Na manhã desta terça-feira (5), a Polícia Federal deflagrou as operações “Dangerous” e “Paschoal” com o objetivo de desarticular uma organização criminosa responsável por um esquema bilionário de contrabando de grãos, especialmente soja e milho, além de agrotóxicos provenientes da Argentina para o Brasil. O contrabando era realizado por meio de portos clandestinos situados às margens do Rio Uruguai.

A ação, que também conta com o apoio da Brigada Militar, Receita Federal do Brasil, Receita Estadual do Rio Grande do Sul e PRF, envolve a mobilização de 200 policiais federais para o cumprimento de 59 mandados de busca e apreensão e 16 mandados de prisão em diversas cidades, incluindo Palmeira das Missões/RS, Rodeio Bonito/RS, Cerro Grande/RS, Três Passos/RS, Tiradentes do Sul/RS, Horizontina/RS, Crissiumal/RS, Santo Ângelo/RS, Condor/RS, Tuparendi/RS, Santana do Livramento/RS, Itapema/SC, Itaí/SP, Palmas/TO e São Luís.

Além disso, estão sendo executadas medidas de bloqueio de contas bancárias vinculadas a pessoas físicas e jurídicas, totalizando aproximadamente 58 milhões de reais, bem como o sequestro e arresto de automóveis, imóveis de luxo e uma aeronave com valor estimado em 3,6 milhões de reais.

As investigações, iniciadas em 2022, identificaram que a organização criminosa é composta por três núcleos que atuam de forma coordenada: os detentores dos portos clandestinos, os beneficiários e revendedores das mercadorias contrabandeadas e os operadores financeiros.

Por meio de doleiros, o grupo realizava operações cambiais à margem do sistema legal para promover a evasão de divisas, visando o pagamento de fornecedores no exterior. Duas empresas utilizadas para esse fim adquiriram criptoativos no valor de 1,2 bilhão de reais.
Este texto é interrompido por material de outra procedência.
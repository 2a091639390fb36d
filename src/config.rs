// CLI configuration file

use eyre::{Context, Result};
use serde::{Deserialize, Serialize};
use std::path::{Path, PathBuf};
use tracing::debug;

/// Optional settings read from `config.yaml` in the user config directory.
#[derive(Debug, Clone, Default, Serialize, Deserialize)]
pub struct Config {
    /// Directory holding the task database. Defaults to the platform data dir.
    #[serde(default)]
    pub store_path: Option<PathBuf>,
}

impl Config {
    /// Load from the default location, falling back to defaults when the
    /// file is absent.
    pub fn load() -> Result<Self> {
        match default_config_path() {
            Some(path) if path.exists() => Self::load_from(&path),
            _ => Ok(Self::default()),
        }
    }

    /// Load from an explicit file path.
    pub fn load_from(path: &Path) -> Result<Self> {
        let text = std::fs::read_to_string(path)
            .with_context(|| format!("Failed to read config file {}", path.display()))?;
        let config: Self = serde_yaml::from_str(&text).context("Failed to parse config file")?;

        debug!(?config, "Loaded config");
        Ok(config)
    }

    /// Directory for the task database: the configured path if set,
    /// otherwise `<data dir>/tasklist`.
    pub fn store_dir(&self) -> PathBuf {
        if let Some(path) = &self.store_path {
            return path.clone();
        }
        dirs::data_dir()
            .unwrap_or_else(|| PathBuf::from("."))
            .join("tasklist")
    }
}

fn default_config_path() -> Option<PathBuf> {
    dirs::config_dir().map(|dir| dir.join("tasklist").join("config.yaml"))
}

#[cfg(test)]
mod tests {
    use super::*;
    use std::fs;
    use tempfile::TempDir;

    #[test]
    fn test_load_from_reads_store_path() {
        let temp = TempDir::new().unwrap();
        let path = temp.path().join("config.yaml");
        fs::write(&path, "store_path: /tmp/somewhere\n").unwrap();

        let config = Config::load_from(&path).unwrap();
        assert_eq!(config.store_path, Some(PathBuf::from("/tmp/somewhere")));
        assert_eq!(config.store_dir(), PathBuf::from("/tmp/somewhere"));
    }

    #[test]
    fn test_load_from_rejects_bad_yaml() {
        let temp = TempDir::new().unwrap();
        let path = temp.path().join("config.yaml");
        fs::write(&path, "store_path: [not, a, path\n").unwrap();

        assert!(Config::load_from(&path).is_err());
    }

    #[test]
    fn test_default_store_dir_used_when_unset() {
        let config = Config::default();
        assert!(config.store_dir().ends_with("tasklist"));
    }
}
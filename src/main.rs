use clap::{Parser, Subcommand};
use colored::Colorize;
use eyre::{Result, bail};
use std::path::PathBuf;
use tasklist::{Config, StoreError, Task, TaskId, TaskStore, jsonl};
use tracing::warn;

#[derive(Parser)]
#[command(name = "tasklist")]
#[command(about = "Ordered to-do list backed by a local SQLite store")]
#[command(version)]
struct Cli {
    /// Store directory (default: config file, then the platform data dir)
    #[arg(short, long)]
    store_path: Option<PathBuf>,

    #[command(subcommand)]
    command: Commands,
}

#[derive(Subcommand)]
enum Commands {
    /// Add a task at the end of the list
    Add { title: String },

    /// Show the list in order
    List,

    /// Change a task's title
    Rename { id: String, title: String },

    /// Toggle a task's completion flag
    Done { id: String },

    /// Delete a task
    Rm { id: String },

    /// Move a task to a new place in the list (0-based)
    Move { id: String, to_index: usize },

    /// Write the list to a JSONL backup file
    Export { file: PathBuf },

    /// Replace the list with the contents of a JSONL backup file
    Import { file: PathBuf },
}

fn main() -> Result<()> {
    // Setup tracing
    tracing_subscriber::fmt::init();

    let cli = Cli::parse();

    let config = Config::load()?;
    let store_dir = cli.store_path.unwrap_or_else(|| config.store_dir());

    // An unreadable store degrades to an empty listing instead of crashing;
    // every other command needs the store and reports the failure.
    let mut store = match TaskStore::open(&store_dir) {
        Ok(store) => store,
        Err(err @ (StoreError::Storage(_) | StoreError::Io(_)))
            if matches!(cli.command, Commands::List) =>
        {
            warn!(error = %err, "Store is unreadable, showing an empty list");
            println!("No tasks.");
            return Ok(());
        }
        Err(err) => return Err(err.into()),
    };

    match cli.command {
        Commands::Add { title } => {
            let task = store.add(&title)?;
            println!("Added {} ({})", task.title, short_id(&task).cyan());
        }
        Commands::List => {
            print_list(&store.load_all()?);
        }
        Commands::Rename { id, title } => {
            let id = resolve_id(&store, &id)?;
            store.rename(id, &title)?;
            println!("Renamed to {}", title);
        }
        Commands::Done { id } => {
            let id = resolve_id(&store, &id)?;
            store.toggle_done(id)?;
            if let Some(task) = store.get(id)? {
                let state = if task.done { "done" } else { "not done" };
                println!("{} is now {}", task.title, state);
            }
        }
        Commands::Rm { id } => {
            let id = resolve_id(&store, &id)?;
            store.delete(id)?;
            println!("Deleted");
        }
        Commands::Move { id, to_index } => {
            let id = resolve_id(&store, &id)?;
            store.move_to(id, to_index)?;
            print_list(&store.load_all()?);
        }
        Commands::Export { file } => {
            let tasks = store.load_all()?;
            jsonl::write_tasks(&file, &tasks)?;
            println!("Exported {} tasks to {}", tasks.len(), file.display());
        }
        Commands::Import { file } => {
            let tasks = jsonl::read_tasks(&file)?;
            store.replace_all(&tasks)?;
            println!("Imported {} tasks", tasks.len());
        }
    }

    Ok(())
}

fn print_list(tasks: &[Task]) {
    if tasks.is_empty() {
        println!("No tasks.");
        return;
    }

    for (index, task) in tasks.iter().enumerate() {
        let marker = if task.done { "[x]" } else { "[ ]" };
        let title = if task.done {
            task.title.strikethrough().dimmed()
        } else {
            task.title.normal()
        };
        println!(
            "{:>3}  {}  {}  {}  {}",
            index,
            marker,
            title,
            format_date(task.created_at).dimmed(),
            short_id(task).cyan(),
        );
    }
}

/// Resolve a full id or an unambiguous id prefix against the current list.
///
/// Prefix matching is a presentation-layer convenience; the store itself
/// only ever sees full ids.
fn resolve_id(store: &TaskStore, input: &str) -> Result<TaskId> {
    if let Ok(id) = input.parse::<TaskId>() {
        return Ok(id);
    }

    let tasks = store.load_all()?;
    let matches: Vec<&Task> = tasks
        .iter()
        .filter(|task| task.id.to_string().starts_with(input))
        .collect();

    match matches.as_slice() {
        [task] => Ok(task.id),
        [] => bail!("No task matches id '{}'", input),
        _ => bail!("Id '{}' is ambiguous ({} matches)", input, matches.len()),
    }
}

fn short_id(task: &Task) -> String {
    task.id.to_string()[..8].to_string()
}

fn format_date(ms: i64) -> String {
    chrono::DateTime::from_timestamp_millis(ms)
        .map(|dt| {
            dt.with_timezone(&chrono::Local)
                .format("%Y-%m-%d %H:%M")
                .to_string()
        })
        .unwrap_or_else(|| "-".to_string())
}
Todo o esquema criminoso era respaldado pelo uso de documentação fraudada, como notas de produtores rurais lançadas para justificar o grande volume de grãos contrabandeados ou emitidas por empresas de fachada.

O volume expressivo de mercadorias internalizadas, aliado aos valores significativos empregados para evasão de divisas e lavagem de capitais, permitiu que a organização criminosa movimentasse mais de 3,5 bilhões de reais nos últimos cinco anos. Durante as investigações, foram apreendidas 171 toneladas de soja, farelo de soja e milho, e foram efetuadas 11 prisões em flagrante, além da apreensão de caminhões, automóveis, vinhos e agrotóxicos.